Federer le Roi infatigable, frappe de nouveau

Des records, encore des records pour le roi des courts « Rodger » Federer, avec une 8ème consécration, dans son jardin du Swiss Indoor de Bâle. La légende du tennis mondial n’a fait qu’une bouchée de ses adversaires, en disposant, tantôt de jeunes étoiles montantes, tantôt de joueurs confirmés du circuit, parmi les plus en formes du moment.

Le grand espoir du tennis mondial, le « teenager » Américain Frances Tiafoe (19 ans), fut parmi les victimes notoires, puisqu’il s’était incliné en deux petits sets 6/1 et 6/3 au 1er tour, face au virtuose Suisse. Ce jeune homme avait pourtant posé de très sérieux problèmes au Maestro, lors du 1er tour de L’US Open, en le poussant dans ses derniers retranchements, l’obligeant à disputer un 5eme set pour pouvoir progresser dans la compétition.

A Bâle, il n’a pas réussi à rééditer sa belle prestation, non pas pour cause de méforme, mais plutôt pour avoir été contraint à affronter un adversaire inaccessible, évoluant à un niveau
stratosphérique.

« …En France, par exemple, je pense qu’ils voient leurs joueurs trop grands trop vite… »
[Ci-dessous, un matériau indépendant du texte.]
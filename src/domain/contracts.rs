//! Symbol-aware contract ticker generation.
//!
//! Combines symbol parsing, exchange weekday selection, expiry resolution
//! and ticker formatting.

use crate::domain::error::QuantkitError;
use crate::domain::expiry::{ExpiryCycle, ExpiryResolver};
use crate::domain::symbol::{FutureSeries, SecurityKind, SecuritySymbol};
use crate::domain::ticker::{
    futures_ticker, monthly_option_ticker, weekly_option_ticker, ExpiryWeekdays, OptionType,
};
use chrono::NaiveDate;

pub struct ContractBuilder<'a> {
    resolver: ExpiryResolver<'a>,
    weekdays: ExpiryWeekdays,
}

impl<'a> ContractBuilder<'a> {
    pub fn new(resolver: ExpiryResolver<'a>, weekdays: ExpiryWeekdays) -> Self {
        Self { resolver, weekdays }
    }

    pub fn resolver(&self) -> &ExpiryResolver<'a> {
        &self.resolver
    }

    pub fn weekdays(&self) -> ExpiryWeekdays {
        self.weekdays
    }

    pub fn current_month_future(&self, symbol: &str, reference: NaiveDate) -> Result<String, QuantkitError> {
        self.future(symbol, ExpiryCycle::CurrentMonth, reference)
    }

    pub fn next_month_future(&self, symbol: &str, reference: NaiveDate) -> Result<String, QuantkitError> {
        self.future(symbol, ExpiryCycle::NextMonth, reference)
    }

    fn future(&self, symbol: &str, cycle: ExpiryCycle, reference: NaiveDate) -> Result<String, QuantkitError> {
        let parsed = SecuritySymbol::parse(symbol)?;
        if !parsed.is_future() {
            return Err(QuantkitError::InvalidSymbol {
                symbol: symbol.to_string(),
                reason: "not a futures symbol".into(),
            });
        }
        let weekday = self.weekdays.for_symbol(&parsed.underlying);
        let expiry = self.resolver.resolve(cycle, reference, weekday)?;
        Ok(futures_ticker(&parsed.underlying, expiry.date()))
    }

    /// Monthly option on an index symbol such as `NSE:NIFTYBANK-INDEX`.
    pub fn index_month_option(
        &self,
        symbol: &str,
        cycle: ExpiryCycle,
        strike: u32,
        option_type: OptionType,
        reference: NaiveDate,
    ) -> Result<String, QuantkitError> {
        if !cycle.is_monthly() {
            return Err(QuantkitError::InvalidCycle(cycle.to_string()));
        }
        let parsed = SecuritySymbol::parse(symbol)?;
        if !parsed.is_index() {
            return Err(QuantkitError::InvalidSymbol {
                symbol: symbol.to_string(),
                reason: "not an index symbol".into(),
            });
        }
        let weekday = self.weekdays.for_symbol(&parsed.underlying);
        let expiry = self.resolver.resolve(cycle, reference, weekday)?;
        Ok(monthly_option_ticker(
            &parsed.underlying,
            expiry.date(),
            strike,
            option_type,
        ))
    }

    /// Weekly option on `underlying`, e.g. `NSE:NIFTY` or `BSE:SENSEX`.
    pub fn weekly_option(
        &self,
        underlying: &str,
        cycle: ExpiryCycle,
        strike: u32,
        option_type: OptionType,
        reference: NaiveDate,
    ) -> Result<String, QuantkitError> {
        if !cycle.is_weekly() {
            return Err(QuantkitError::InvalidCycle(cycle.to_string()));
        }
        let underlying = underlying.trim().to_uppercase();
        if !underlying.contains(':') {
            return Err(QuantkitError::InvalidSymbol {
                symbol: underlying,
                reason: "missing exchange prefix (e.g. NSE:)".into(),
            });
        }
        let weekday = self.weekdays.for_symbol(&underlying);
        let expiry = self.resolver.resolve(cycle, reference, weekday)?;
        Ok(weekly_option_ticker(&underlying, expiry.date(), strike, option_type))
    }

    /// Futures symbols become their dated contract ticker; everything else
    /// is returned unchanged.
    pub fn symbol_to_ticker(&self, symbol: &str, reference: NaiveDate) -> Result<String, QuantkitError> {
        let parsed = SecuritySymbol::parse(symbol)?;
        match parsed.kind {
            SecurityKind::Future {
                series: FutureSeries::Near,
            } => self.future(symbol, ExpiryCycle::CurrentMonth, reference),
            SecurityKind::Future {
                series: FutureSeries::Next,
            } => self.future(symbol, ExpiryCycle::NextMonth, reference),
            SecurityKind::Index | SecurityKind::Equity => Ok(symbol.to_string()),
        }
    }
}

#[cfg(test)]
mod tests {
    use super::*;
    use crate::adapters::memory_holiday_adapter::StaticHolidayCalendar;
    use crate::domain::trading_day::{AdjustDirection, TradingDayValidator};

    fn date(y: i32, m: u32, d: u32) -> NaiveDate {
        NaiveDate::from_ymd_opt(y, m, d).unwrap()
    }

    fn builder(calendar: &StaticHolidayCalendar) -> ContractBuilder<'_> {
        ContractBuilder::new(
            ExpiryResolver::new(TradingDayValidator::new(calendar, AdjustDirection::Backward)),
            ExpiryWeekdays::default(),
        )
    }

    #[test]
    fn futures_for_january_2025() {
        let calendar = StaticHolidayCalendar::empty();
        let b = builder(&calendar);
        let reference = date(2025, 1, 23);
        assert_eq!(
            b.current_month_future("NSE:NIFTY-FUT-I", reference).unwrap(),
            "NSE:NIFTY25JANFUT"
        );
        assert_eq!(
            b.next_month_future("NSE:NIFTY-FUT-II", reference).unwrap(),
            "NSE:NIFTY25FEBFUT"
        );
    }

    #[test]
    fn futures_roll_after_monthly_expiry() {
        let calendar = StaticHolidayCalendar::empty();
        let b = builder(&calendar);
        assert_eq!(
            b.current_month_future("NSE:BANKNIFTY-FUT-I", date(2025, 1, 31)).unwrap(),
            "NSE:BANKNIFTY25FEBFUT"
        );
    }

    #[test]
    fn bse_futures_use_tuesday() {
        // Last Tuesday of Sept 2025 is the 30th, last Thursday the 25th:
        // on the 26th only the Tuesday rule is still in September
        let calendar = StaticHolidayCalendar::empty();
        let b = builder(&calendar);
        assert_eq!(
            b.current_month_future("BSE:SENSEX-FUT-I", date(2025, 9, 26)).unwrap(),
            "BSE:SENSEX25SEPFUT"
        );
        assert_eq!(
            b.current_month_future("NSE:NIFTY-FUT-I", date(2025, 9, 26)).unwrap(),
            "NSE:NIFTY25OCTFUT"
        );
    }

    #[test]
    fn futures_reject_non_futures_symbol() {
        let calendar = StaticHolidayCalendar::empty();
        let b = builder(&calendar);
        assert!(matches!(
            b.current_month_future("NSE:NIFTY50-INDEX", date(2025, 1, 1)),
            Err(QuantkitError::InvalidSymbol { .. })
        ));
    }

    #[test]
    fn index_options_current_and_next_month() {
        let calendar = StaticHolidayCalendar::empty();
        let b = builder(&calendar);
        let reference = date(2025, 1, 23);
        assert_eq!(
            b.index_month_option(
                "NSE:NIFTYBANK-INDEX",
                ExpiryCycle::CurrentMonth,
                50000,
                OptionType::Call,
                reference
            )
            .unwrap(),
            "NSE:NIFTYBANK25JAN50000CE"
        );
        assert_eq!(
            b.index_month_option(
                "NSE:NIFTYBANK-INDEX",
                ExpiryCycle::NextMonth,
                50000,
                OptionType::Put,
                reference
            )
            .unwrap(),
            "NSE:NIFTYBANK25FEB50000PE"
        );
    }

    #[test]
    fn index_options_reject_equities_and_weekly_cycles() {
        let calendar = StaticHolidayCalendar::empty();
        let b = builder(&calendar);
        let reference = date(2025, 1, 23);
        assert!(matches!(
            b.index_month_option("NSE:SBIN-EQ", ExpiryCycle::CurrentMonth, 800, OptionType::Call, reference),
            Err(QuantkitError::InvalidSymbol { .. })
        ));
        assert!(matches!(
            b.index_month_option("NSE:NIFTY50-INDEX", ExpiryCycle::NextWeek, 800, OptionType::Call, reference),
            Err(QuantkitError::InvalidCycle(_))
        ));
    }

    #[test]
    fn weekly_option_scenario() {
        let calendar = StaticHolidayCalendar::empty();
        let b = builder(&calendar);
        assert_eq!(
            b.weekly_option("NSE:NIFTY", ExpiryCycle::CurrentWeek, 24000, OptionType::Put, date(2025, 4, 28))
                .unwrap(),
            "NSE:NIFTY2550124000PE"
        );
        assert_eq!(
            b.weekly_option("NSE:NIFTY", ExpiryCycle::NextWeek, 24000, OptionType::Put, date(2025, 4, 28))
                .unwrap(),
            "NSE:NIFTY2550824000PE"
        );
    }

    #[test]
    fn weekly_option_keeps_its_own_underlying() {
        // 2025-04-28 is a Monday; Tuesday expiry is the next day
        let calendar = StaticHolidayCalendar::empty();
        let b = builder(&calendar);
        assert_eq!(
            b.weekly_option("BSE:SENSEX", ExpiryCycle::CurrentWeek, 80000, OptionType::Call, date(2025, 4, 28))
                .unwrap(),
            "BSE:SENSEX2542980000CE"
        );
    }

    #[test]
    fn weekly_option_with_holiday() {
        // 2025-05-01 (Maharashtra Day) moves the weekly to Wednesday
        let calendar = StaticHolidayCalendar::new(vec![date(2025, 5, 1)]);
        let b = builder(&calendar);
        assert_eq!(
            b.weekly_option("NSE:NIFTY", ExpiryCycle::CurrentWeek, 24000, OptionType::Put, date(2025, 4, 28))
                .unwrap(),
            "NSE:NIFTY2543024000PE"
        );
    }

    #[test]
    fn weekly_option_requires_exchange() {
        let calendar = StaticHolidayCalendar::empty();
        let b = builder(&calendar);
        assert!(matches!(
            b.weekly_option("NIFTY", ExpiryCycle::CurrentWeek, 24000, OptionType::Put, date(2025, 4, 28)),
            Err(QuantkitError::InvalidSymbol { .. })
        ));
        assert!(matches!(
            b.weekly_option("NSE:NIFTY", ExpiryCycle::CurrentMonth, 24000, OptionType::Put, date(2025, 4, 28)),
            Err(QuantkitError::InvalidCycle(_))
        ));
    }

    #[test]
    fn symbol_to_ticker_matches_january_run() {
        let calendar = StaticHolidayCalendar::empty();
        let b = builder(&calendar);
        let reference = date(2025, 1, 23);
        let cases = [
            ("NSE:INDIAVIX-INDEX", "NSE:INDIAVIX-INDEX"),
            ("NSE:NIFTY-FUT-I", "NSE:NIFTY25JANFUT"),
            ("NSE:NIFTY-FUT-II", "NSE:NIFTY25FEBFUT"),
            ("NSE:FINNIFTY-FUT-I", "NSE:FINNIFTY25JANFUT"),
            ("NSE:MIDCPNIFTY-FUT-II", "NSE:MIDCPNIFTY25FEBFUT"),
            ("NSE:NIFTYNXT50-FUT-I", "NSE:NIFTYNXT5025JANFUT"),
        ];
        for (symbol, expected) in cases {
            assert_eq!(b.symbol_to_ticker(symbol, reference).unwrap(), expected);
        }
    }
}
Deux Français furent aussi parmi les victimes. Ni Benoît Paire, ni Adrian Mannarino, n’avaient réussi à temporiser les ardeurs du maître du circuit. Ce dernier avait créé la polémique lorsqu’il avait taclé les médias de l’hexagone, qui selon lui, ont l’habitude de hisser le statut de leurs pros, beaucoup plus haut qu’il n’en faudrait. Mannarino avait créé la sensation l’espace d’un 1er set qu’il avait empoché, après avoir breaké Federer lors du 9e jeu, avant d’essuyer une raclée lors du 2e set, et de livrer une bataille épique le long du 1er half du set décisif, pour s’incliner in-fine avec les honneurs 6/4 – 1/6 – 3/6.

Les Français ont par contre réussi à briller de belle manière, en allant dominer les débats de l’ATP 500 de Vienne, où deux de leurs meilleurs éléments du moment, Lucas Pouille et Jo Wilfried Tsonga, se retrouvèrent en finale. Le 1er a eu raison du deuxième, sans aucun doute largement diminué par le rythme infernal qu’il s’est volontairement imposé lors de ses deux dernières semaines, avec à la clé le titre à Anvers du dimanche dernier.
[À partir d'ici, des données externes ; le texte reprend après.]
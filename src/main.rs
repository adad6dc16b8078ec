use clap::Parser;
use quantkit::cli::{run, Cli};

fn main() -> std::process::ExitCode {
    run(Cli::parse())
}
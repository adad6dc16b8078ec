//! Domain error types.

use chrono::NaiveDate;

/// Top-level error type for quantkit.
#[derive(Debug, thiserror::Error)]
pub enum QuantkitError {
    #[error("holiday data unavailable for {year}: {reason}")]
    DataUnavailable { year: i32, reason: String },

    #[error("invalid weekday '{0}': use a full name (Monday), an abbreviation (Mon) or an index 0-6")]
    InvalidWeekday(String),

    #[error("invalid symbol {symbol}: {reason}")]
    InvalidSymbol { symbol: String, reason: String },

    #[error("invalid option type '{0}': expected CE or PE")]
    InvalidOptionType(String),

    #[error("invalid expiry cycle '{0}': expected current-week, next-week, current-month or next-month")]
    InvalidCycle(String),

    #[error("no trading day within {steps} days of {date}")]
    Validation { date: NaiveDate, steps: u32 },

    #[error("date out of range for {year}-{month:02}")]
    DateOutOfRange { year: i32, month: u32 },

    #[error("database error: {reason}")]
    Database { reason: String },

    #[error("database query error: {reason}")]
    DatabaseQuery { reason: String },

    #[error("no table for symbol {0}")]
    UnknownSymbol(String),

    #[error("config parse error in {file}: {reason}")]
    ConfigParse { file: String, reason: String },

    #[error("missing config key [{section}] {key}")]
    ConfigMissing { section: String, key: String },

    #[error("invalid config value [{section}] {key}: {reason}")]
    ConfigInvalid {
        section: String,
        key: String,
        reason: String,
    },

    #[error(transparent)]
    Io(#[from] std::io::Error),
}

impl QuantkitError {
    /// Process exit status reported by the CLI for this error.
    pub fn exit_status(&self) -> u8 {
        match self {
            QuantkitError::Io(_) => 1,
            QuantkitError::ConfigParse { .. }
            | QuantkitError::ConfigMissing { .. }
            | QuantkitError::ConfigInvalid { .. } => 2,
            QuantkitError::Database { .. }
            | QuantkitError::DatabaseQuery { .. }
            | QuantkitError::UnknownSymbol(_) => 3,
            QuantkitError::InvalidWeekday(_)
            | QuantkitError::InvalidSymbol { .. }
            | QuantkitError::InvalidOptionType(_)
            | QuantkitError::InvalidCycle(_) => 4,
            QuantkitError::DataUnavailable { .. }
            | QuantkitError::Validation { .. }
            | QuantkitError::DateOutOfRange { .. } => 5,
        }
    }
}

impl From<&QuantkitError> for std::process::ExitCode {
    fn from(err: &QuantkitError) -> Self {
        std::process::ExitCode::from(err.exit_status())
    }
}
En demi finale, du 3e plus grand tournoi en salle du monde, le Belge David Goffin, très bon en cette fin de saison et qui a rajouté tout récemment, deux nouvelles consécrations à son palmarès, n’a pas pesé lourd face à « Rodger », s’éclipsant en moins d’une heure sur le petit score de 6/1 – 6/2.
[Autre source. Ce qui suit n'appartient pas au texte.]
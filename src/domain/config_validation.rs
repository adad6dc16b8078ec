//! Configuration validation.
//!
//! Each section is checked up front so commands fail before touching any
//! database or holiday file. The typed accessors here are also what the CLI
//! uses to build its components.

use crate::domain::error::QuantkitError;
use crate::domain::holiday::HolidaySet;
use crate::domain::ticker::ExpiryWeekdays;
use crate::domain::trading_day::AdjustDirection;
use crate::domain::weekday::parse_weekday;
use crate::ports::config_port::ConfigPort;
use crate::wrappers::RetryPolicy;
use chrono::NaiveDate;
use std::time::Duration;

pub fn validate_config(config: &dyn ConfigPort) -> Result<(), QuantkitError> {
    sqlite_pool_size(config)?;
    retry_policy(config)?;
    adjust_direction(config)?;
    extra_holidays(config)?;
    expiry_weekdays(config)?;
    log_level(config)?;
    Ok(())
}

fn invalid(section: &str, key: &str, reason: impl Into<String>) -> QuantkitError {
    QuantkitError::ConfigInvalid {
        section: section.to_string(),
        key: key.to_string(),
        reason: reason.into(),
    }
}

/// `[sqlite] pool_size`, default 4.
pub fn sqlite_pool_size(config: &dyn ConfigPort) -> Result<u32, QuantkitError> {
    let value = config.get_int("sqlite", "pool_size", 4);
    if !(1..=64).contains(&value) {
        return Err(invalid("sqlite", "pool_size", "pool_size must be between 1 and 64"));
    }
    Ok(value as u32)
}

/// `[sqlite] connect_attempts` (default 1) and `retry_delay_ms` (default 500).
pub fn retry_policy(config: &dyn ConfigPort) -> Result<RetryPolicy, QuantkitError> {
    let attempts = config.get_int("sqlite", "connect_attempts", 1);
    if !(1..=100).contains(&attempts) {
        return Err(invalid(
            "sqlite",
            "connect_attempts",
            "connect_attempts must be between 1 and 100",
        ));
    }
    let delay_ms = config.get_int("sqlite", "retry_delay_ms", 500);
    if delay_ms < 0 {
        return Err(invalid("sqlite", "retry_delay_ms", "retry_delay_ms must be non-negative"));
    }
    Ok(RetryPolicy::new(
        attempts as u32,
        Duration::from_millis(delay_ms as u64),
    ))
}

/// `[holidays] adjust`, default backward.
pub fn adjust_direction(config: &dyn ConfigPort) -> Result<AdjustDirection, QuantkitError> {
    match config.get_string("holidays", "adjust") {
        None => Ok(AdjustDirection::default()),
        Some(s) => s.parse().map_err(|e: String| invalid("holidays", "adjust", e)),
    }
}

/// `[holidays] extra`, a comma separated list of `YYYY-MM-DD` dates.
pub fn extra_holidays(config: &dyn ConfigPort) -> Result<HolidaySet, QuantkitError> {
    config
        .get_list("holidays", "extra")
        .iter()
        .map(|s| {
            NaiveDate::parse_from_str(s, "%Y-%m-%d").map_err(|_| {
                invalid(
                    "holidays",
                    "extra",
                    format!("invalid date '{s}', expected YYYY-MM-DD"),
                )
            })
        })
        .collect()
}

/// `[expiry] default_weekday` and `bse_weekday`.
pub fn expiry_weekdays(config: &dyn ConfigPort) -> Result<ExpiryWeekdays, QuantkitError> {
    let mut weekdays = ExpiryWeekdays::default();
    if let Some(s) = config.get_string("expiry", "default_weekday") {
        weekdays.default =
            parse_weekday(&s).map_err(|e| invalid("expiry", "default_weekday", e.to_string()))?;
    }
    if let Some(s) = config.get_string("expiry", "bse_weekday") {
        weekdays.bse =
            parse_weekday(&s).map_err(|e| invalid("expiry", "bse_weekday", e.to_string()))?;
    }
    Ok(weekdays)
}

/// `[logging] level`, if set.
pub fn log_level(config: &dyn ConfigPort) -> Result<Option<tracing::Level>, QuantkitError> {
    match config.get_string("logging", "level") {
        None => Ok(None),
        Some(s) => s.trim().parse().map(Some).map_err(|_| {
            invalid(
                "logging",
                "level",
                format!("unknown level '{s}' (expected error, warn, info, debug or trace)"),
            )
        }),
    }
}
Les spectateurs ont eu la chance de suivre une finale d’excellente facture, entre le Maitre et l’Argentin Delpotro, qui n’a jamais été en aussi bonne forme, après son retour à la compétition en février 2016, à la suite d’une longue absence pour blessure. Le Bâlois n’a pas trop fait dans les détails, puisqu’il est entré très tôt dans le vif du sujet, en s’attaquant au service de l’Argentin, son point fort, qu’il lui pique d’entrée de jeu. Grand bagarreur comme à son accoutumé, le 17e mondial, piqué dans son amour propre, s’empare à son tour du service de Federer au jeu suivant, acceptant ainsi de défier le maître absolu, dans l’espoir de rééditer son exploit de l’US Open 2009, lorsqu’il l’avait battu en finale, s’adjugeant pour l’occasion, son 1er et unique sacre du grand Chelem.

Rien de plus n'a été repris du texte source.